Below are the records. State how many of their lines contain "Path", with nothing else.

§

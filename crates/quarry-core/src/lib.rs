//! # Quarry Core
//!
//! Shared logic for Quarry: data models, the overlapping-window chunker,
//! the embedding vector codec, the cosine-similarity ranker, and the
//! corpus store abstraction.
//!
//! This crate contains no tokio runtime, sqlx, filesystem I/O, or other
//! heavyweight dependencies. The application crate (`quarry`) supplies the
//! SQLite store, embedding providers, HTTP server, and CLI on top of it.

pub mod chunk;
pub mod embedding;
pub mod error;
pub mod models;
pub mod rank;
pub mod store;

pub use error::CoreError;
use anyhow::Result;
use sqlx::SqlitePool;

/// Create the schema. Idempotent — safe to run on every `quarry init`.
pub async fn run_migrations(pool: &SqlitePool) -> Result<()> {
    // Documents table
    sqlx::query(
        r#"
        CREATE TABLE IF NOT EXISTS documents (
            id INTEGER PRIMARY KEY AUTOINCREMENT,
            name TEXT NOT NULL,
            content TEXT NOT NULL,
            uploaded_at INTEGER NOT NULL,
            chunk_count INTEGER NOT NULL DEFAULT 0
        )
        "#,
    )
    .execute(pool)
    .await?;

    // Chunks table with embeddings stored as fixed-width BLOBs
    sqlx::query(
        r#"
        CREATE TABLE IF NOT EXISTS chunks (
            id INTEGER PRIMARY KEY AUTOINCREMENT,
            doc_id INTEGER NOT NULL,
            chunk_index INTEGER NOT NULL,
            text TEXT NOT NULL,
            embedding BLOB NOT NULL,
            FOREIGN KEY (doc_id) REFERENCES documents(id) ON DELETE CASCADE
        )
        "#,
    )
    .execute(pool)
    .await?;

    sqlx::query("CREATE INDEX IF NOT EXISTS idx_chunks_doc_id ON chunks(doc_id)")
        .execute(pool)
        .await?;
    sqlx::query(
        "CREATE INDEX IF NOT EXISTS idx_documents_uploaded_at ON documents(uploaded_at DESC)",
    )
    .execute(pool)
    .await?;

    Ok(())
}
//! In-memory [`CorpusStore`] implementation for tests.
//!
//! Uses a `Vec` of documents and a `Vec` of chunks behind a single
//! `std::sync::RwLock`, so the insert-chunk + increment-count pair runs
//! under one write guard and is trivially atomic to readers.

use std::sync::RwLock;

use anyhow::Result;
use async_trait::async_trait;

use crate::error::CoreError;
use crate::models::{ChunkEntry, Document, DocumentSummary};

use super::CorpusStore;

struct StoredChunk {
    doc_id: i64,
    text: String,
    vector: Vec<f32>,
}

#[derive(Default)]
struct Inner {
    docs: Vec<Document>,
    chunks: Vec<StoredChunk>,
    next_doc_id: i64,
}

/// In-memory corpus for unit and service-level tests.
pub struct InMemoryStore {
    inner: RwLock<Inner>,
}

impl InMemoryStore {
    pub fn new() -> Self {
        Self {
            inner: RwLock::new(Inner {
                next_doc_id: 1,
                ..Inner::default()
            }),
        }
    }
}

impl Default for InMemoryStore {
    fn default() -> Self {
        Self::new()
    }
}

#[async_trait]
impl CorpusStore for InMemoryStore {
    async fn add_document(&self, name: &str, content: &str) -> Result<i64> {
        let mut inner = self.inner.write().unwrap();
        let id = inner.next_doc_id;
        inner.next_doc_id += 1;
        inner.docs.push(Document {
            id,
            name: name.to_string(),
            content: content.to_string(),
            uploaded_at: chrono::Utc::now().timestamp(),
            chunk_count: 0,
        });
        Ok(id)
    }

    async fn add_chunk(&self, doc_id: i64, text: &str, vector: &[f32]) -> Result<()> {
        let mut inner = self.inner.write().unwrap();
        let doc = inner
            .docs
            .iter_mut()
            .find(|d| d.id == doc_id)
            .ok_or(CoreError::NotFound(doc_id))?;
        doc.chunk_count += 1;
        inner.chunks.push(StoredChunk {
            doc_id,
            text: text.to_string(),
            vector: vector.to_vec(),
        });
        Ok(())
    }

    async fn get_document(&self, doc_id: i64) -> Result<Option<Document>> {
        let inner = self.inner.read().unwrap();
        Ok(inner.docs.iter().find(|d| d.id == doc_id).cloned())
    }

    async fn get_all_documents(&self) -> Result<Vec<DocumentSummary>> {
        let inner = self.inner.read().unwrap();
        let mut summaries: Vec<DocumentSummary> = inner
            .docs
            .iter()
            .map(|d| DocumentSummary {
                id: d.id,
                name: d.name.clone(),
                chunk_count: d.chunk_count,
                uploaded_at: d.uploaded_at,
                size: d.content.len() as i64,
            })
            .collect();
        summaries.sort_by(|a, b| {
            b.uploaded_at
                .cmp(&a.uploaded_at)
                .then(b.id.cmp(&a.id))
        });
        Ok(summaries)
    }

    async fn delete_document(&self, doc_id: i64) -> Result<()> {
        let mut inner = self.inner.write().unwrap();
        inner.docs.retain(|d| d.id != doc_id);
        inner.chunks.retain(|c| c.doc_id != doc_id);
        Ok(())
    }

    async fn iterate_chunks(&self) -> Result<Vec<ChunkEntry>> {
        let inner = self.inner.read().unwrap();
        inner
            .chunks
            .iter()
            .map(|c| {
                let doc_name = inner
                    .docs
                    .iter()
                    .find(|d| d.id == c.doc_id)
                    .map(|d| d.name.clone())
                    .ok_or(CoreError::NotFound(c.doc_id))?;
                Ok(ChunkEntry {
                    text: c.text.clone(),
                    doc_name,
                    vector: c.vector.clone(),
                })
            })
            .collect()
    }
}

#[cfg(test)]
mod tests {
    use super::*;

    #[tokio::test]
    async fn test_add_document_assigns_monotonic_ids() {
        let store = InMemoryStore::new();
        let a = store.add_document("a.txt", "alpha").await.unwrap();
        let b = store.add_document("b.txt", "beta").await.unwrap();
        assert!(b > a);
    }

    #[tokio::test]
    async fn test_add_chunk_requires_existing_document() {
        let store = InMemoryStore::new();
        let err = store.add_chunk(42, "text", &[1.0]).await.unwrap_err();
        let core = err.downcast_ref::<CoreError>().unwrap();
        assert!(matches!(core, CoreError::NotFound(42)));
    }

    #[tokio::test]
    async fn test_chunk_count_tracks_chunks() {
        let store = InMemoryStore::new();
        let id = store.add_document("a.txt", "alpha").await.unwrap();
        store.add_chunk(id, "c1", &[1.0, 0.0]).await.unwrap();
        store.add_chunk(id, "c2", &[0.0, 1.0]).await.unwrap();
        let doc = store.get_document(id).await.unwrap().unwrap();
        assert_eq!(doc.chunk_count, 2);
        assert_eq!(store.iterate_chunks().await.unwrap().len(), 2);
    }

    #[tokio::test]
    async fn test_delete_cascades_and_is_idempotent() {
        let store = InMemoryStore::new();
        let id = store.add_document("a.txt", "alpha").await.unwrap();
        store.add_chunk(id, "c1", &[1.0]).await.unwrap();
        store.delete_document(id).await.unwrap();
        assert!(store.get_all_documents().await.unwrap().is_empty());
        assert!(store.iterate_chunks().await.unwrap().is_empty());
        // Second delete of the same id is a no-op.
        store.delete_document(id).await.unwrap();
    }

    #[tokio::test]
    async fn test_listing_newest_first() {
        let store = InMemoryStore::new();
        let a = store.add_document("a.txt", "alpha").await.unwrap();
        let b = store.add_document("b.txt", "beta").await.unwrap();
        let docs = store.get_all_documents().await.unwrap();
        // Equal timestamps fall back to id descending.
        assert_eq!(docs[0].id, b);
        assert_eq!(docs[1].id, a);
    }

    #[tokio::test]
    async fn test_size_is_content_byte_length() {
        let store = InMemoryStore::new();
        store.add_document("u.txt", "héllo").await.unwrap();
        let docs = store.get_all_documents().await.unwrap();
        assert_eq!(docs[0].size, "héllo".len() as i64); // 6 bytes, 5 chars
    }
}
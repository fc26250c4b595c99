//! Overlapping word-window text chunker.
//!
//! Splits document text into fixed-size windows of whitespace-separated
//! words, with a configurable overlap between consecutive windows so that
//! passages spanning a window boundary are still retrievable as one chunk.
//!
//! # Algorithm
//!
//! 1. Split the text on whitespace into a word sequence.
//! 2. Starting at word 0, take `window` consecutive words and join them
//!    with single spaces to form one chunk.
//! 3. Advance the start index by `window - overlap` and repeat until the
//!    start index reaches the word count.
//! 4. Drop chunks that are empty after joining.
//!
//! The last chunk may hold fewer than `window` words. Chunk boundaries are
//! never persisted separately from chunk text, so the split must be
//! reproducible: identical input and parameters always yield identical
//! output.
//!
//! # Example
//!
//! ```rust
//! use quarry_core::chunk::chunk_text;
//!
//! let chunks = chunk_text("one two three four", 3, 1).unwrap();
//! assert_eq!(chunks, vec!["one two three", "three four"]);
//! ```

use crate::error::CoreError;

/// Default words per chunk.
pub const DEFAULT_WINDOW: usize = 500;
/// Default words shared between consecutive chunks.
pub const DEFAULT_OVERLAP: usize = 50;

/// Split `text` into overlapping word windows.
///
/// Returns the chunks in production order. Requires `window > overlap`
/// (which also implies `window > 0`); anything else is
/// [`CoreError::InvalidConfiguration`], since the advance step
/// `window - overlap` would be zero or would underflow.
///
/// Empty or whitespace-only input produces an empty Vec.
pub fn chunk_text(text: &str, window: usize, overlap: usize) -> Result<Vec<String>, CoreError> {
    if window <= overlap {
        return Err(CoreError::InvalidConfiguration { window, overlap });
    }

    let words: Vec<&str> = text.split_whitespace().collect();
    let step = window - overlap;

    let mut chunks = Vec::new();
    let mut start = 0;
    while start < words.len() {
        let end = (start + window).min(words.len());
        let chunk = words[start..end].join(" ");
        if !chunk.is_empty() {
            chunks.push(chunk);
        }
        start += step;
    }

    Ok(chunks)
}

#[cfg(test)]
mod tests {
    use super::*;

    #[test]
    fn test_short_text_single_chunk() {
        let chunks = chunk_text("hello world", 500, 50).unwrap();
        assert_eq!(chunks, vec!["hello world"]);
    }

    #[test]
    fn test_empty_text_no_chunks() {
        assert!(chunk_text("", 500, 50).unwrap().is_empty());
        assert!(chunk_text("   \n\t  ", 500, 50).unwrap().is_empty());
    }

    #[test]
    fn test_windows_overlap() {
        // 10 words, window 4, overlap 2 -> starts at 0, 2, 4, 6, 8
        let text = "w0 w1 w2 w3 w4 w5 w6 w7 w8 w9";
        let chunks = chunk_text(text, 4, 2).unwrap();
        assert_eq!(
            chunks,
            vec![
                "w0 w1 w2 w3",
                "w2 w3 w4 w5",
                "w4 w5 w6 w7",
                "w6 w7 w8 w9",
                "w8 w9",
            ]
        );
    }

    #[test]
    fn test_600_words_default_parameters() {
        // The canonical sizing case: 600 words with window 500 / overlap 50
        // yields exactly two chunks covering words [0,500) and [450,600).
        let words: Vec<String> = (0..600).map(|i| format!("word{i}")).collect();
        let text = words.join(" ");
        let chunks = chunk_text(&text, DEFAULT_WINDOW, DEFAULT_OVERLAP).unwrap();
        assert_eq!(chunks.len(), 2);
        assert!(chunks[0].starts_with("word0 "));
        assert!(chunks[0].ends_with(" word499"));
        assert!(chunks[1].starts_with("word450 "));
        assert!(chunks[1].ends_with(" word599"));
    }

    #[test]
    fn test_coverage_no_gaps() {
        // Stepping each chunk by (window - overlap) words reconstructs the
        // original word sequence exactly.
        let words: Vec<String> = (0..137).map(|i| format!("t{i}")).collect();
        let text = words.join(" ");
        let (window, overlap) = (20, 7);
        let chunks = chunk_text(&text, window, overlap).unwrap();

        let mut reassembled: Vec<&str> = Vec::new();
        for (i, chunk) in chunks.iter().enumerate() {
            let chunk_words: Vec<&str> = chunk.split(' ').collect();
            let skip = if i == 0 { 0 } else { overlap };
            reassembled.extend(&chunk_words[skip.min(chunk_words.len())..]);
        }
        let original: Vec<&str> = text.split_whitespace().collect();
        assert_eq!(reassembled, original);
    }

    #[test]
    fn test_deterministic() {
        let words: Vec<String> = (0..1000).map(|i| format!("x{i}")).collect();
        let text = words.join(" ");
        let a = chunk_text(&text, 300, 40).unwrap();
        let b = chunk_text(&text, 300, 40).unwrap();
        assert_eq!(a, b);
    }

    #[test]
    fn test_collapses_internal_whitespace() {
        let chunks = chunk_text("a  b\n\nc\td", 10, 0).unwrap();
        assert_eq!(chunks, vec!["a b c d"]);
    }

    #[test]
    fn test_rejects_overlap_not_less_than_window() {
        assert!(matches!(
            chunk_text("a b c", 50, 50),
            Err(CoreError::InvalidConfiguration { .. })
        ));
        assert!(matches!(
            chunk_text("a b c", 10, 25),
            Err(CoreError::InvalidConfiguration { .. })
        ));
        assert!(matches!(
            chunk_text("a b c", 0, 0),
            Err(CoreError::InvalidConfiguration { .. })
        ));
    }

    #[test]
    fn test_zero_overlap_allowed() {
        let chunks = chunk_text("a b c d e f", 2, 0).unwrap();
        assert_eq!(chunks, vec!["a b", "c d", "e f"]);
    }
}
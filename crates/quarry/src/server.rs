//! JSON HTTP API over the retrieval service.
//!
//! # Endpoints
//!
//! | Method   | Path | Description |
//! |----------|------|-------------|
//! | `POST`   | `/api/upload` | Upload a document (base64 body) |
//! | `POST`   | `/api/search` | Ask a question against the corpus |
//! | `GET`    | `/api/documents` | List documents, newest first |
//! | `DELETE` | `/api/documents/{id}` | Delete a document and its chunks |
//! | `GET`    | `/health` | Health check (returns version) |
//!
//! # Error Contract
//!
//! All error responses share one schema:
//!
//! ```json
//! { "error": { "code": "bad_request", "message": "query must not be empty" } }
//! ```
//!
//! Error codes: `bad_request` (400), `embeddings_disabled` (400),
//! `not_found` (404), `internal` (500).
//!
//! # CORS
//!
//! All origins, methods, and headers are permitted to support browser-based
//! clients.

use axum::{
    extract::{Path, State},
    http::StatusCode,
    response::{IntoResponse, Response},
    routing::{delete, get, post},
    Json, Router,
};
use base64::Engine;
use serde::{Deserialize, Serialize};
use std::sync::Arc;
use tower_http::cors::{Any, CorsLayer};

use quarry_core::embedding::Embedder;
use quarry_core::store::CorpusStore;
use quarry_core::CoreError;

use crate::config::Config;
use crate::extract::{extract_text, ExtractError};
use crate::service;

/// Shared application state passed to all route handlers.
#[derive(Clone)]
struct AppState {
    config: Arc<Config>,
    store: Arc<dyn CorpusStore>,
    embedder: Arc<dyn Embedder>,
}

/// Starts the HTTP server on `[server].bind` and runs until the process
/// is terminated.
pub async fn run_server(
    config: &Config,
    store: Arc<dyn CorpusStore>,
    embedder: Arc<dyn Embedder>,
) -> anyhow::Result<()> {
    let bind_addr = config.server.bind.clone();

    let state = AppState {
        config: Arc::new(config.clone()),
        store,
        embedder,
    };

    let cors = CorsLayer::new()
        .allow_origin(Any)
        .allow_methods(Any)
        .allow_headers(Any);

    let app = Router::new()
        .route("/api/upload", post(handle_upload))
        .route("/api/search", post(handle_search))
        .route("/api/documents", get(handle_list_documents))
        .route("/api/documents/{id}", delete(handle_delete_document))
        .route("/health", get(handle_health))
        .layer(cors)
        .with_state(state);

    println!("quarry server listening on http://{}", bind_addr);

    let listener = tokio::net::TcpListener::bind(&bind_addr).await?;
    axum::serve(listener, app).await?;

    Ok(())
}

// ============ Error response ============

#[derive(Serialize)]
struct ErrorBody {
    error: ErrorDetail,
}

#[derive(Serialize)]
struct ErrorDetail {
    /// Machine-readable error code (e.g., `"bad_request"`, `"not_found"`).
    code: String,
    /// Human-readable error message.
    message: String,
}

/// Internal error type that converts into an Axum HTTP response.
struct AppError {
    status: StatusCode,
    code: String,
    message: String,
}

impl IntoResponse for AppError {
    fn into_response(self) -> Response {
        let body = ErrorBody {
            error: ErrorDetail {
                code: self.code,
                message: self.message,
            },
        };
        (self.status, Json(body)).into_response()
    }
}

fn bad_request(message: impl Into<String>) -> AppError {
    AppError {
        status: StatusCode::BAD_REQUEST,
        code: "bad_request".to_string(),
        message: message.into(),
    }
}

fn not_found(message: impl Into<String>) -> AppError {
    AppError {
        status: StatusCode::NOT_FOUND,
        code: "not_found".to_string(),
        message: message.into(),
    }
}

fn internal(message: impl Into<String>) -> AppError {
    AppError {
        status: StatusCode::INTERNAL_SERVER_ERROR,
        code: "internal".to_string(),
        message: message.into(),
    }
}

/// Maps service errors to the most appropriate HTTP status.
///
/// Typed errors ([`CoreError`], [`ExtractError`]) are matched by downcast;
/// embedding-provider configuration errors are recognized by message so
/// disabled providers surface as a 400 rather than a generic 500.
fn classify_error(err: anyhow::Error) -> AppError {
    if let Some(core) = err.downcast_ref::<CoreError>() {
        return match core {
            CoreError::NotFound(id) => not_found(format!("document {} not found", id)),
            CoreError::DimensionMismatch { .. } | CoreError::InvalidConfiguration { .. } => {
                bad_request(core.to_string())
            }
            _ => internal(err.to_string()),
        };
    }

    if let Some(extract) = err.downcast_ref::<ExtractError>() {
        return bad_request(extract.to_string());
    }

    let msg = err.to_string();
    if msg.contains("disabled") {
        let mut e = bad_request(msg);
        e.code = "embeddings_disabled".to_string();
        return e;
    }

    internal(msg)
}

// ============ GET /health ============

#[derive(Serialize)]
struct HealthResponse {
    status: String,
    version: String,
}

async fn handle_health() -> Json<HealthResponse> {
    Json(HealthResponse {
        status: "ok".to_string(),
        version: env!("CARGO_PKG_VERSION").to_string(),
    })
}

// ============ POST /api/upload ============

#[derive(Deserialize)]
struct UploadRequest {
    /// Original filename; the extension selects the extractor.
    name: String,
    /// Base64-encoded file bytes.
    content_b64: String,
}

#[derive(Serialize)]
struct UploadResponse {
    id: i64,
    name: String,
    chunks: usize,
    size: usize,
}

/// Handler for `POST /api/upload`.
///
/// Decodes the payload, extracts text by file type, then chunks, embeds,
/// and persists the document.
async fn handle_upload(
    State(state): State<AppState>,
    Json(req): Json<UploadRequest>,
) -> Result<Json<UploadResponse>, AppError> {
    if req.name.trim().is_empty() {
        return Err(bad_request("name must not be empty"));
    }

    let bytes = base64::engine::general_purpose::STANDARD
        .decode(&req.content_b64)
        .map_err(|e| bad_request(format!("invalid base64 content: {}", e)))?;

    let text = extract_text(&bytes, &req.name).map_err(|e| bad_request(e.to_string()))?;

    let result = service::ingest(
        state.store.as_ref(),
        state.embedder.as_ref(),
        &req.name,
        &text,
        &state.config.chunking,
        &state.config.embedding,
    )
    .await
    .map_err(classify_error)?;

    Ok(Json(UploadResponse {
        id: result.doc_id,
        name: req.name,
        chunks: result.chunk_count,
        size: text.len(),
    }))
}

// ============ POST /api/search ============

#[derive(Deserialize)]
struct SearchRequest {
    query: String,
    /// Overrides `[retrieval].top_k` for this request.
    top_k: Option<i64>,
}

#[derive(Serialize)]
struct SearchResponse {
    answer: String,
    sources: Vec<SourceResponse>,
}

#[derive(Serialize)]
struct SourceResponse {
    #[serde(rename = "docName")]
    doc_name: String,
    excerpt: String,
    score: f32,
}

/// Handler for `POST /api/search`.
async fn handle_search(
    State(state): State<AppState>,
    Json(req): Json<SearchRequest>,
) -> Result<Json<SearchResponse>, AppError> {
    if req.query.trim().is_empty() {
        return Err(bad_request("query must not be empty"));
    }

    let top_k = req.top_k.unwrap_or(state.config.retrieval.top_k);
    if top_k < 1 {
        return Err(bad_request("top_k must be >= 1"));
    }

    let result = service::answer(
        state.store.as_ref(),
        state.embedder.as_ref(),
        &req.query,
        top_k,
    )
    .await
    .map_err(classify_error)?;

    Ok(Json(SearchResponse {
        answer: result.answer,
        sources: result
            .sources
            .into_iter()
            .map(|s| SourceResponse {
                doc_name: s.doc_name,
                excerpt: s.excerpt,
                score: s.score,
            })
            .collect(),
    }))
}

// ============ GET /api/documents ============

#[derive(Serialize)]
struct DocumentResponse {
    id: i64,
    name: String,
    chunks: i64,
    #[serde(rename = "uploadedAt")]
    uploaded_at: i64,
    size: i64,
}

/// Handler for `GET /api/documents`. Newest upload first.
async fn handle_list_documents(
    State(state): State<AppState>,
) -> Result<Json<Vec<DocumentResponse>>, AppError> {
    let docs = state
        .store
        .get_all_documents()
        .await
        .map_err(classify_error)?;

    Ok(Json(
        docs.into_iter()
            .map(|d| DocumentResponse {
                id: d.id,
                name: d.name,
                chunks: d.chunk_count,
                uploaded_at: d.uploaded_at,
                size: d.size,
            })
            .collect(),
    ))
}

// ============ DELETE /api/documents/{id} ============

#[derive(Serialize)]
struct DeleteResponse {
    success: bool,
}

/// Handler for `DELETE /api/documents/{id}`. Idempotent: deleting a
/// missing id still succeeds.
async fn handle_delete_document(
    State(state): State<AppState>,
    Path(id): Path<i64>,
) -> Result<Json<DeleteResponse>, AppError> {
    state
        .store
        .delete_document(id)
        .await
        .map_err(classify_error)?;

    Ok(Json(DeleteResponse { success: true }))
}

§

- _YOUR RESPONSE_
3